• **To do**: Would you please return the lines of the entries below starting at the line that has "pub enum StoreScope" and ending at the line that has "pub struct StoreUpdate", both included, exactly as they are?

• **Given entries**:

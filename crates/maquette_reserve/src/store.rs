//! Scoped keyed stores with subscriber fan-out.
//!
//! A [`StoreHub`] holds every store of one runtime. Each store is a JSON
//! object mirror that is rewritten through its persistence scope on every
//! save, plus a list of update subscriptions. Subscription bookkeeping is
//! kept apart from the stores themselves so a component may register for
//! updates before the store it watches has been created.
//!
//! Fan-out is synchronous and caller-driven: writes hand one
//! [`StoreUpdate`] per matching subscription to the sink closure, in
//! registration order, and the caller decides how to deliver them.

use compact_str::CompactString;
use maquette_socle::Identity;
use rustc_hash::FxHashMap;
use serde_json::{Map as JsonMap, Value as JsonValue};

use crate::error::StoreError;
use crate::persist::{storage_key, MemoryMap, PersistentMap};

/// Subscription path that matches every write to its store.
pub const ALL_PATHS: &str = "all";

/// Longevity of a store's persisted copy.
#[derive(Clone, Copy, Debug, PartialEq, Eq)]
pub enum StoreScope {
    /// Survives process restarts.
    Durable,
    /// Dropped when the session's map is dropped.
    Session,
}

impl std::fmt::Display for StoreScope {
    fn fmt(&self, f: &mut std::fmt::Formatter<'_>) -> std::fmt::Result {
        f.write_str(match self {
            StoreScope::Durable => "durable",
            StoreScope::Session => "session",
        })
    }
}

/// One registered update subscription.
#[derive(Clone, Debug, PartialEq, Eq)]
pub struct Subscription {
    /// Instance the update is delivered to.
    pub owner: Identity,
    /// Hook name the owner asked to have invoked.
    pub callback: CompactString,
    /// Watched path, or [`ALL_PATHS`].
    pub path: CompactString,
}

/// Notification produced by a write.
#[derive(Clone, Debug, PartialEq, Eq)]
pub struct StoreUpdate {
    pub store: CompactString,
    /// The subscription's registered path. Subscribers on [`ALL_PATHS`] see
    /// the sentinel, not the concrete written path.
    pub path: CompactString,
    pub owner: Identity,
    pub callback: CompactString,
}

struct Store {
    scope: StoreScope,
    /// Always a JSON object.
    mirror: JsonValue,
}

/// All stores of one runtime, written through two persistence scopes.
pub struct StoreHub {
    stores: FxHashMap<CompactString, Store>,
    subscribers: FxHashMap<CompactString, Vec<Subscription>>,
    durable: Box<dyn PersistentMap>,
    session: Box<dyn PersistentMap>,
}

impl StoreHub {
    pub fn new(durable: Box<dyn PersistentMap>, session: Box<dyn PersistentMap>) -> Self {
        StoreHub {
            stores: FxHashMap::default(),
            subscribers: FxHashMap::default(),
            durable,
            session,
        }
    }

    /// Hub with both scopes held in memory. The usual choice for tests and
    /// headless runs.
    pub fn in_memory() -> Self {
        StoreHub::new(Box::new(MemoryMap::new()), Box::new(MemoryMap::new()))
    }

    /// Create (or re-open) the store `name` under `scope`.
    ///
    /// A persisted copy is loaded if the scope's map has one, otherwise the
    /// store starts as an empty object which is persisted immediately.
    /// Re-creating an existing store with its own scope is a no-op;
    /// re-creating it under the other scope is rejected.
    pub fn create_store(&mut self, name: &str, scope: StoreScope) -> Result<(), StoreError> {
        if let Some(existing) = self.stores.get(name) {
            if existing.scope == scope {
                return Ok(());
            }
            return Err(StoreError::ScopeMismatch {
                name: name.into(),
                existing: existing.scope,
                requested: scope,
            });
        }

        let key = storage_key(name);
        let mirror = match self.scope_map_mut(scope).get_item(&key) {
            Some(raw) => match serde_json::from_str::<JsonValue>(&raw) {
                Ok(persisted @ JsonValue::Object(_)) => persisted,
                Ok(_) | Err(_) => {
                    tracing::warn!(store = name, "discarding unreadable persisted copy");
                    JsonValue::Object(JsonMap::new())
                }
            },
            None => JsonValue::Object(JsonMap::new()),
        };
        let raw = mirror.to_string();
        self.scope_map_mut(scope).set_item(&key, &raw);

        tracing::debug!(store = name, %scope, "store created");
        self.stores.insert(name.into(), Store { scope, mirror });
        Ok(())
    }

    pub fn contains(&self, name: &str) -> bool {
        self.stores.contains_key(name)
    }

    pub fn scope_of(&self, name: &str) -> Option<StoreScope> {
        self.stores.get(name).map(|store| store.scope)
    }

    /// Read the whole mirror (`path` `None`) or one dotted path. Missing
    /// paths read as `null`.
    pub fn load(&self, name: &str, path: Option<&str>) -> Result<JsonValue, StoreError> {
        let store = self.lookup(name)?;
        match path {
            None => Ok(store.mirror.clone()),
            Some(path) => Ok(read_path(&store.mirror, path).cloned().unwrap_or(JsonValue::Null)),
        }
    }

    /// Subscribe `owner` to writes on `path` of store `name`, to be
    /// delivered through the hook called `callback`. Duplicate
    /// registrations collapse into one. The store need not exist yet.
    pub fn register_for_updates(&mut self, owner: &Identity, callback: &str, name: &str, path: &str) {
        let subscription = Subscription {
            owner: owner.clone(),
            callback: callback.into(),
            path: path.into(),
        };
        let subscribers = self.subscribers.entry(name.into()).or_default();
        if !subscribers.contains(&subscription) {
            tracing::trace!(store = name, owner = %subscription.owner, path = %subscription.path, "subscription added");
            subscribers.push(subscription);
        }
    }

    /// Drop every subscription owned by `owner`, across all stores.
    pub fn unregister(&mut self, owner: &Identity) {
        for subscribers in self.subscribers.values_mut() {
            subscribers.retain(|subscription| subscription.owner != *owner);
        }
    }

    /// True if any store still has a subscription owned by `owner`.
    pub fn is_subscribed(&self, owner: &Identity) -> bool {
        self.subscribers
            .values()
            .any(|subscribers| subscribers.iter().any(|subscription| subscription.owner == *owner))
    }

    /// Subscriptions of store `name` in registration order.
    pub fn subscriptions(&self, name: &str) -> &[Subscription] {
        self.subscribers.get(name).map(Vec::as_slice).unwrap_or(&[])
    }

    /// Deep-merge `value` into `path`, persist the whole mirror, then hand
    /// one update per matching subscription to `sink` in registration
    /// order. Objects merge entry by entry; everything else, arrays
    /// included, is replaced wholesale.
    pub fn save(
        &mut self,
        name: &str,
        path: &str,
        value: JsonValue,
        sink: &mut dyn FnMut(StoreUpdate),
    ) -> Result<(), StoreError> {
        self.write(name, path, value)?;
        self.persist(name);
        self.notify(name, std::slice::from_ref(&CompactString::from(path)), sink);
        Ok(())
    }

    /// Batched [`save`](Self::save): merge every entry, persist once, then
    /// fan out. Path subscribers get one update per matching entry;
    /// [`ALL_PATHS`] subscribers get at most one update for the batch.
    pub fn save_many(
        &mut self,
        name: &str,
        entries: Vec<(CompactString, JsonValue)>,
        sink: &mut dyn FnMut(StoreUpdate),
    ) -> Result<(), StoreError> {
        let mut written = Vec::with_capacity(entries.len());
        for (path, value) in entries {
            self.write(name, &path, value)?;
            written.push(path);
        }
        self.persist(name);
        self.notify(name, &written, sink);
        Ok(())
    }

    fn lookup(&self, name: &str) -> Result<&Store, StoreError> {
        self.stores.get(name).ok_or_else(|| StoreError::NotInitialized { name: name.into() })
    }

    fn write(&mut self, name: &str, path: &str, value: JsonValue) -> Result<(), StoreError> {
        let store = self
            .stores
            .get_mut(name)
            .ok_or_else(|| StoreError::NotInitialized { name: name.into() })?;
        let slot = dig_path(&mut store.mirror, path)?;
        deep_merge(slot, value);
        tracing::trace!(store = name, path, "store written");
        Ok(())
    }

    fn persist(&mut self, name: &str) {
        let Some(store) = self.stores.get(name) else { return };
        let scope = store.scope;
        let raw = store.mirror.to_string();
        let key = storage_key(name);
        self.scope_map_mut(scope).set_item(&key, &raw);
    }

    fn notify(&self, name: &str, written: &[CompactString], sink: &mut dyn FnMut(StoreUpdate)) {
        let Some(subscribers) = self.subscribers.get(name) else { return };
        for subscription in subscribers {
            if subscription.path == ALL_PATHS {
                if !written.is_empty() {
                    sink(self.update_for(name, subscription));
                }
            } else {
                for path in written {
                    if *path == subscription.path {
                        sink(self.update_for(name, subscription));
                    }
                }
            }
        }
    }

    fn update_for(&self, name: &str, subscription: &Subscription) -> StoreUpdate {
        StoreUpdate {
            store: name.into(),
            path: subscription.path.clone(),
            owner: subscription.owner.clone(),
            callback: subscription.callback.clone(),
        }
    }

    fn scope_map_mut(&mut self, scope: StoreScope) -> &mut dyn PersistentMap {
        match scope {
            StoreScope::Durable => self.durable.as_mut(),
            StoreScope::Session => self.session.as_mut(),
        }
    }
}

/// Merge `source` into `target`. Object entries merge recursively; any
/// other pairing replaces the target slot.
fn deep_merge(target: &mut JsonValue, source: JsonValue) {
    match (target, source) {
        (JsonValue::Object(target_entries), JsonValue::Object(source_entries)) => {
            for (key, value) in source_entries {
                match target_entries.get_mut(&key) {
                    Some(slot) => deep_merge(slot, value),
                    None => {
                        target_entries.insert(key, value);
                    }
                }
            }
        }
        (slot, source) => *slot = source,
    }
}

/// Mutable slot for a dotted path, creating empty objects along the way.
/// Traversing through an existing non-object slot is an error.
fn dig_path<'a>(root: &'a mut JsonValue, path: &str) -> Result<&'a mut JsonValue, StoreError> {
    if path.is_empty() {
        return Err(StoreError::InvalidPath { path: path.into() });
    }
    let mut slot = root;
    for segment in path.split('.') {
        if segment.is_empty() {
            return Err(StoreError::InvalidPath { path: path.into() });
        }
        let entries = match slot {
            JsonValue::Object(entries) => entries,
            _ => return Err(StoreError::InvalidPath { path: path.into() }),
        };
        slot = entries
            .entry(segment.to_string())
            .or_insert_with(|| JsonValue::Object(JsonMap::new()));
    }
    Ok(slot)
}

fn read_path<'a>(root: &'a JsonValue, path: &str) -> Option<&'a JsonValue> {
    let mut slot = root;
    for segment in path.split('.') {
        slot = slot.as_object()?.get(segment)?;
    }
    Some(slot)
}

• **Completed task**:
pub enum StoreScope {
    /// Survives process restarts.
    Durable,
    /// Dropped when the session's map is dropped.
    Session,
}

impl std::fmt::Display for StoreScope {
    fn fmt(&self, f: &mut std::fmt::Formatter<'_>) -> std::fmt::Result {
        f.write_str(match self {
            StoreScope::Durable => "durable",
            StoreScope::Session => "session",
        })
    }
}

/// One registered update subscription.
#[derive(Clone, Debug, PartialEq, Eq)]
pub struct Subscription {
    /// Instance the update is delivered to.
    pub owner: Identity,
    /// Hook name the owner asked to have invoked.
    pub callback: CompactString,
    /// Watched path, or [`ALL_PATHS`].
    pub path: CompactString,
}

/// Notification produced by a write.
#[derive(Clone, Debug, PartialEq, Eq)]
pub struct StoreUpdate {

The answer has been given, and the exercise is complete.